Input data ▸
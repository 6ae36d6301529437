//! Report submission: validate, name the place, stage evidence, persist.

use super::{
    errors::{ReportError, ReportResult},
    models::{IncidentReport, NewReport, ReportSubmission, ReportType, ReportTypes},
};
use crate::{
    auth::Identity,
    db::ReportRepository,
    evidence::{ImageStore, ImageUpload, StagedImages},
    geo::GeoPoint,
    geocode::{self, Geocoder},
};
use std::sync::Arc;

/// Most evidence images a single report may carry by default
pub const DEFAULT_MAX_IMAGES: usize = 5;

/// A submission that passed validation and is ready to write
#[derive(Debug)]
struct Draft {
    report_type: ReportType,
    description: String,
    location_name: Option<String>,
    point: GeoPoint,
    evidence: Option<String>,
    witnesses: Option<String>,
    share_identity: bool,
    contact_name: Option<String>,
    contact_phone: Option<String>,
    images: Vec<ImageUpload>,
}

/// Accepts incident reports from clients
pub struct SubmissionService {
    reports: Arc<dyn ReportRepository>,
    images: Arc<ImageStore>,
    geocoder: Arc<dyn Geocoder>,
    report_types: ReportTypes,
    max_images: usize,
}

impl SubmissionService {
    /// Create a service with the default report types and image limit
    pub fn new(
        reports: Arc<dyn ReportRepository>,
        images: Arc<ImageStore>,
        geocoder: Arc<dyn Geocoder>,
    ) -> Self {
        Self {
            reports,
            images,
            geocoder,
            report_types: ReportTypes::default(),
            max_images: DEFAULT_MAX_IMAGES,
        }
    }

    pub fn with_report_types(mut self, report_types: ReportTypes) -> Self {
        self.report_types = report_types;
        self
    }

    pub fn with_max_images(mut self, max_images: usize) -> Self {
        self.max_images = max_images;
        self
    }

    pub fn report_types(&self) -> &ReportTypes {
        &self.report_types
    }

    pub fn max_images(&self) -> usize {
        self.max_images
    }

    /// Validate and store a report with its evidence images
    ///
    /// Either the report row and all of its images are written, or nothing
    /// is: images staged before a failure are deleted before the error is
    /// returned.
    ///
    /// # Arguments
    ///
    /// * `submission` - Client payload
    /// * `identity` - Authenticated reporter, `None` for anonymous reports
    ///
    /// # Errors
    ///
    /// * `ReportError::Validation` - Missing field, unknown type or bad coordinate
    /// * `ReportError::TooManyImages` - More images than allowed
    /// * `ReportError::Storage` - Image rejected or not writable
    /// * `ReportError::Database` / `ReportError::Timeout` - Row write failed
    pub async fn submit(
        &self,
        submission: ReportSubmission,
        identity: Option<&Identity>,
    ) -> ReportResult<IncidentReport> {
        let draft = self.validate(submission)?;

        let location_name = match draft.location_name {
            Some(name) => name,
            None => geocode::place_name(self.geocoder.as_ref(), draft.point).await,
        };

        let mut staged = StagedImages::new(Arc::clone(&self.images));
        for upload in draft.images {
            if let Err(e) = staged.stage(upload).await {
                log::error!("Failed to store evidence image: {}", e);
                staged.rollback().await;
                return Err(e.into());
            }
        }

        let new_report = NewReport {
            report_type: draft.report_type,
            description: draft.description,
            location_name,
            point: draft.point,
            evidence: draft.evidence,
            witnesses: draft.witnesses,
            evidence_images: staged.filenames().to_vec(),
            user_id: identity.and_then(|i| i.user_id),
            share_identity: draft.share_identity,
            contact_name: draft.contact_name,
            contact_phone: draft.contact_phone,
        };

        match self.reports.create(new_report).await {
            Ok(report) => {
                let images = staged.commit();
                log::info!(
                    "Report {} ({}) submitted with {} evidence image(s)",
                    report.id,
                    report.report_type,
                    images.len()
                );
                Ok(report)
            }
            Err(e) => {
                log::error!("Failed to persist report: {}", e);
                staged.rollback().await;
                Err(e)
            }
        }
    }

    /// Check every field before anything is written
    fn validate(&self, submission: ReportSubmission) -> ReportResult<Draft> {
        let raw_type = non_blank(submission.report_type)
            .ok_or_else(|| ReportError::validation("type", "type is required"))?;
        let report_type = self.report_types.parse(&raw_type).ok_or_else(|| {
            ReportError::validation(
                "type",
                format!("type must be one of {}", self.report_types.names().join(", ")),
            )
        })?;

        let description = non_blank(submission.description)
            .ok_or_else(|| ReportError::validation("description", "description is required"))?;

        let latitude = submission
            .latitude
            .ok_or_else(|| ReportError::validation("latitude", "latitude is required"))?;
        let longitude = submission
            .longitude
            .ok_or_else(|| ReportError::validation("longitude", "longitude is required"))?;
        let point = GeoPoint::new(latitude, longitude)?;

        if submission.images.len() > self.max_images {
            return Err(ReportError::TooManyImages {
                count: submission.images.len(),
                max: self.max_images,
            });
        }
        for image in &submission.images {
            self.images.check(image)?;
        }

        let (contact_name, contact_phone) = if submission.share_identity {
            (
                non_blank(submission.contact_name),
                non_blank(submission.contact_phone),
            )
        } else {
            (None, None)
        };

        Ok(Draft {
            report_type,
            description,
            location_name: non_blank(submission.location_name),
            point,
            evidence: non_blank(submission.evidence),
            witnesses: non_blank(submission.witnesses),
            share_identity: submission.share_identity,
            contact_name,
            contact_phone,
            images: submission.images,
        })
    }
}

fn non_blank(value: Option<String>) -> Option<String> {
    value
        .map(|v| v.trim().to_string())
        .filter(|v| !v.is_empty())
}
---
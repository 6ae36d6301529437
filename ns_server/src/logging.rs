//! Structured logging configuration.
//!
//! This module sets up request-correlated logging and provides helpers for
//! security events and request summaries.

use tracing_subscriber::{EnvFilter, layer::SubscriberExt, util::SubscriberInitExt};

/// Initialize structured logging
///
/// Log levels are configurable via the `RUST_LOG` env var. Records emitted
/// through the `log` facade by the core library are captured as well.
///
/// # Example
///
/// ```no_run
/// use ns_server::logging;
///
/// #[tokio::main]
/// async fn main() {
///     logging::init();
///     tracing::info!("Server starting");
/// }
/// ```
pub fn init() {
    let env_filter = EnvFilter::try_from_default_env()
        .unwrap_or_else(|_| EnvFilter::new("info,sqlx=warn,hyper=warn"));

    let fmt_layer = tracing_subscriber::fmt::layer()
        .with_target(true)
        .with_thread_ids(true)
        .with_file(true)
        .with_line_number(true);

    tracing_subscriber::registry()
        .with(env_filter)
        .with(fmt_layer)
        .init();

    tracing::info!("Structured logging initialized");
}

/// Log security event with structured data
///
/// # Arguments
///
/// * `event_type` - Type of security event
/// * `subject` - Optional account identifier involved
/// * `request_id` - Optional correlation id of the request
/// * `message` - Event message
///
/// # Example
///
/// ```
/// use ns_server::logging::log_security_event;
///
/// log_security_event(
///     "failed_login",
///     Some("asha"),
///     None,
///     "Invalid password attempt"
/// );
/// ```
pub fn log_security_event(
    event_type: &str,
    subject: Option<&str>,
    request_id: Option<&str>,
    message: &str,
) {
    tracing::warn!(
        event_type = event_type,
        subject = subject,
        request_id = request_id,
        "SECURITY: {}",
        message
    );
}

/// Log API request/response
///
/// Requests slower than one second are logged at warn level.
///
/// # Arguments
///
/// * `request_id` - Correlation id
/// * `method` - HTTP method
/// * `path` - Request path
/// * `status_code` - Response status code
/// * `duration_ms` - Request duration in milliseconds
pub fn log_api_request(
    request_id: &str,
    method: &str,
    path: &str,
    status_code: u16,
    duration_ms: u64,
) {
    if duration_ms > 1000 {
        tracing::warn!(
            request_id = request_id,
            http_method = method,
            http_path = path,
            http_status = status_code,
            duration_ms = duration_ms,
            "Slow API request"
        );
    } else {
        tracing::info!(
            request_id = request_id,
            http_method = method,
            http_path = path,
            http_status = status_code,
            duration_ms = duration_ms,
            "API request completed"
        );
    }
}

Aim of the exercise ▸ Every line containing the word "write" must be copied from the material above.

Written solution ▸
/// A submission that passed validation and is ready to write
    /// * `ReportError::Database` / `ReportError::Timeout` - Row write failed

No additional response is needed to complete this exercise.